Fight The Landlord - OzAsia

FightTheLandlord-760x380 GalleryOzAsia Festival. Her Majesty's Theatre. 17 Sep 2013.

 

Upon the stage of Her Majesty's one walks a ring of path rimmed by tall bamboos. It's just like the panda area at the Adelaide Zoo, only there are three pandas at the centre of this forest and they are playing cards at a big red table.


They are Chinese actors, Zhu Yutong, Wang Jinglei and Sun Yue, who also is writer of this striking hour of theatre. Directed by Gavin Quinn it is a collaborative production by Ireland's Pan Pan Theatre and Square Moon Culture Ltd of Beijing. This explains why, from a country renown for censorship and control,  there arrives a theatre piece which is surprisingly agit prop, albeit with an absurdist bent.


Emerging from the path, some members of the audience are guided to join the actors at the table. They sit there like startled deer in the headlights. The rest surround them in a circle. The sight lines are not always good, but the style is immersive and one soon goes with the flow.


After extended card-shuffling, the game of Fight the Landlord begins. It is an old Chinese game which reflects the political issues of China's Cultural Revolution. But the players are Gen Y. Theirs is the idiom of social media, Western music, fashion, cars, gossip columns and the great Chinese real estate expansion. They'd all like to be landlords these days.


Between sets of the game, the three players discuss their life and times, sometimes in humorous riffs and sometimes in strident declamation. To understand them, the audience must read swiftly from one of three surtitle screens around the stage. It is a struggle, since the performances are lively and intense and one yearns to focus just on the characters which keep changing, the actors vanishing beneath the table to swap seats, sometimes performing in the aisle.


For a production of such audacious audience intimacy, there's still the sense of a fourth wall.


Their panda suits, of course, are a metaphor for the new China - the world of precious only children. But, in their cliched soft toy cuteness, they also present a comic counterpoint to the serious subjects the characters discuss. There's the difficulty of finding a partner, let alone love. There's the struggle to stand out from the crowd, to succeed, to be smart and chic. There's the need to accept mediocrity. There's ennui. There's craven acquisitiveness.
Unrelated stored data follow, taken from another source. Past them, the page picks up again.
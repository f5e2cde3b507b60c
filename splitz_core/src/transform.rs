//! Byte-plane splitting.
//!
//! Multi-byte numeric data (f16/bf16 tensor weights in particular) keeps its
//! high-entropy mantissa bytes and its low-entropy exponent/sign bytes at
//! alternating offsets. Gathering the even-indexed bytes into the first half of
//! the buffer and the odd-indexed bytes into the second half gives the entropy
//! coder two long runs of similar bytes instead of one interleaved stream.
//!
//! ```text
//! input:   A B C D E F G        (len 7, odd)
//! output:  A C E | B D F | G
//!          even    odd     tail
//! ```
//!
//! When the length is odd the final byte has no partner and is carried through
//! unchanged at the end. The inverse needs the original length because the
//! tail's existence depends on parity.

use crate::error::{Error, Result};

/// Split `src` into its even-indexed bytes followed by its odd-indexed bytes.
///
/// The output always has the same length as the input. Infallible for every
/// input, including empty.
pub fn transform(src: &[u8]) -> Vec<u8> {
    let half = src.len() / 2;
    let mut out = vec![0u8; src.len()];

    let (evens, rest) = out.split_at_mut(half);
    let (odds, tail) = rest.split_at_mut(half);

    let pairs = src.chunks_exact(2);
    tail.copy_from_slice(pairs.remainder());
    for ((pair, e), o) in pairs.zip(evens.iter_mut()).zip(odds.iter_mut()) {
        *e = pair[0];
        *o = pair[1];
    }

    out
}

/// Re-interleave a buffer produced by [`transform`].
///
/// `original_len` must equal `src.len()`; a mismatch means the block header and
/// the decoded payload disagree and is reported as a decompression failure.
pub fn untransform(src: &[u8], original_len: usize) -> Result<Vec<u8>> {
    if src.len() != original_len {
        return Err(Error::decompression(
            "byte-split",
            format!(
                "transformed buffer is {} bytes but header declares {}",
                src.len(),
                original_len
            ),
        ));
    }

    let half = original_len / 2;
    let mut out = vec![0u8; original_len];

    let (evens, rest) = src.split_at(half);
    let (odds, tail) = rest.split_at(half);

    let mut pairs = out.chunks_exact_mut(2);
    for ((pair, &e), &o) in (&mut pairs).zip(evens).zip(odds) {
        pair[0] = e;
        pair[1] = o;
    }
    pairs.into_remainder().copy_from_slice(tail);

    Ok(out)
}

#[cfg(test)]
mod tests {
    use super::*;

    fn lcg_bytes(len: usize, seed: u64) -> Vec<u8> {
        let mut rng = seed;
        (0..len)
            .map(|_| {
                rng = rng
                    .wrapping_mul(6364136223846793005)
                    .wrapping_add(1442695040888963407);
                (rng >> 56) as u8
            })
            .collect()
    }

    #[test]
    fn odd_length_keeps_tail_in_place() {
        let split = transform(b"ABCDE");
        assert_eq!(split, b"ACBDE".to_vec());
        assert_eq!(untransform(&split, 5).unwrap(), b"ABCDE".to_vec());
    }

    #[test]
    fn even_length_splits_into_halves() {
        assert_eq!(transform(b"ABCDEF"), b"ACEBDF".to_vec());
        assert_eq!(untransform(b"ACEBDF", 6).unwrap(), b"ABCDEF".to_vec());
    }

    #[test]
    fn empty_and_single_byte_are_identity() {
        assert!(transform(&[]).is_empty());
        assert!(untransform(&[], 0).unwrap().is_empty());
        assert_eq!(transform(&[0x7f]), vec![0x7f]);
        assert_eq!(untransform(&[0x7f], 1).unwrap(), vec![0x7f]);
    }

    #[test]
    fn bijection_across_lengths() {
        for (i, &len) in [0usize, 1, 2, 3, 1024, 1024 * 1024 + 1].iter().enumerate() {
            let data = lcg_bytes(len, 0xC0FFEE + i as u64);
            let split = transform(&data);
            assert_eq!(split.len(), len);
            assert_eq!(untransform(&split, len).unwrap(), data, "len {len}");
        }
    }

    #[test]
    fn length_mismatch_is_rejected() {
        let err = untransform(b"ACBDE", 6).unwrap_err();
        assert!(matches!(err, Error::Decompression { .. }), "got {err:?}");
    }
}
//! Values exchanged with an authentication backend

use chrono::{DateTime, Utc};
use serde::{Deserialize, Serialize};
use thiserror::Error;
use uuid::Uuid;

/// Email/password pair for sign-in
#[derive(Debug, Clone, PartialEq, Eq)]
pub struct Credentials {
    pub email: String,
    pub password: String,
}

/// New account details for registration
#[derive(Debug, Clone, PartialEq, Eq)]
pub struct Profile {
    pub name: String,
    pub email: String,
    pub password: String,
}

/// An authenticated session returned by the backend
#[derive(Debug, Clone, PartialEq, Eq, Serialize, Deserialize)]
pub struct Session {
    pub id: Uuid,
    /// Email address or provider account the session belongs to
    pub subject: String,
    /// Social provider used, if any
    pub provider: Option<String>,
    pub issued_at: DateTime<Utc>,
}

impl Session {
    /// Issue a fresh session for `subject`
    pub fn issue(subject: impl Into<String>, provider: Option<String>) -> Self {
        Self {
            id: Uuid::new_v4(),
            subject: subject.into(),
            provider,
            issued_at: Utc::now(),
        }
    }

    /// Shortened id for display
    pub fn short_id(&self) -> String {
        self.id.simple().to_string()[..8].to_string()
    }
}

/// Backend rejection carrying a human-readable message
#[derive(Debug, Clone, PartialEq, Eq, Error)]
#[error("{message}")]
pub struct AuthError {
    pub message: String,
}

impl AuthError {
    pub fn new(message: impl Into<String>) -> Self {
        Self {
            message: message.into(),
        }
    }

    pub fn timed_out() -> Self {
        Self::new("Request timed out")
    }
}

#[cfg(test)]
mod tests {
    use super::*;

    #[test]
    fn test_issue_generates_distinct_ids() {
        let a = Session::issue("a@b.c", None);
        let b = Session::issue("a@b.c", None);
        assert_ne!(a.id, b.id);
        assert_eq!(a.subject, "a@b.c");
        assert!(a.provider.is_none());
    }

    #[test]
    fn test_short_id_is_eight_hex_chars() {
        let session = Session::issue("github", Some("github".to_string()));
        let short = session.short_id();
        assert_eq!(short.len(), 8);
        assert!(short.chars().all(|c| c.is_ascii_hexdigit()));
    }

    #[test]
    fn test_auth_error_displays_message() {
        assert_eq!(AuthError::new("Invalid credentials").to_string(), "Invalid credentials");
        assert_eq!(AuthError::timed_out().to_string(), "Request timed out");
    }

    #[test]
    fn test_session_serialization() {
        let session = Session::issue("user@example.com", None);
        let json = serde_json::to_string(&session).unwrap();
        let parsed: Session = serde_json::from_str(&json).unwrap();
        assert_eq!(parsed, session);
    }
}
//! Success dialog component

use super::base::{render_dialog, DialogConfig};
use ratatui::{
    style::{Color, Modifier, Style},
    text::Span,
    Frame,
};

/// Render the post-submission success dialog
pub fn render_success_dialog(frame: &mut Frame, message: &str) {
    let key_style = Style::default()
        .fg(Color::Cyan)
        .add_modifier(Modifier::BOLD);
    let hint = vec![
        Span::raw("Redirecting to your dashboard. Press "),
        Span::styled("Enter", key_style),
        Span::raw(" to close"),
    ];

    render_dialog(
        frame,
        DialogConfig {
            title: "✓ Success",
            title_color: Color::Green,
            border_color: Color::Green,
            message,
            hint: Some(hint),
            max_width: 60,
        },
    );
}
The context may be Chinese, but many of the sentiments are cultural and generational commonalities.


The actors are wonderful, not only in their crossfire of characterisations but also in voice when they sing.


Most certainly, watching card players dressed in panda suits and sitting on a forested stage under fairy lights while contemplating the status quo in modern China is one of those richly unforgettable experiences that tells one there's a festival going on.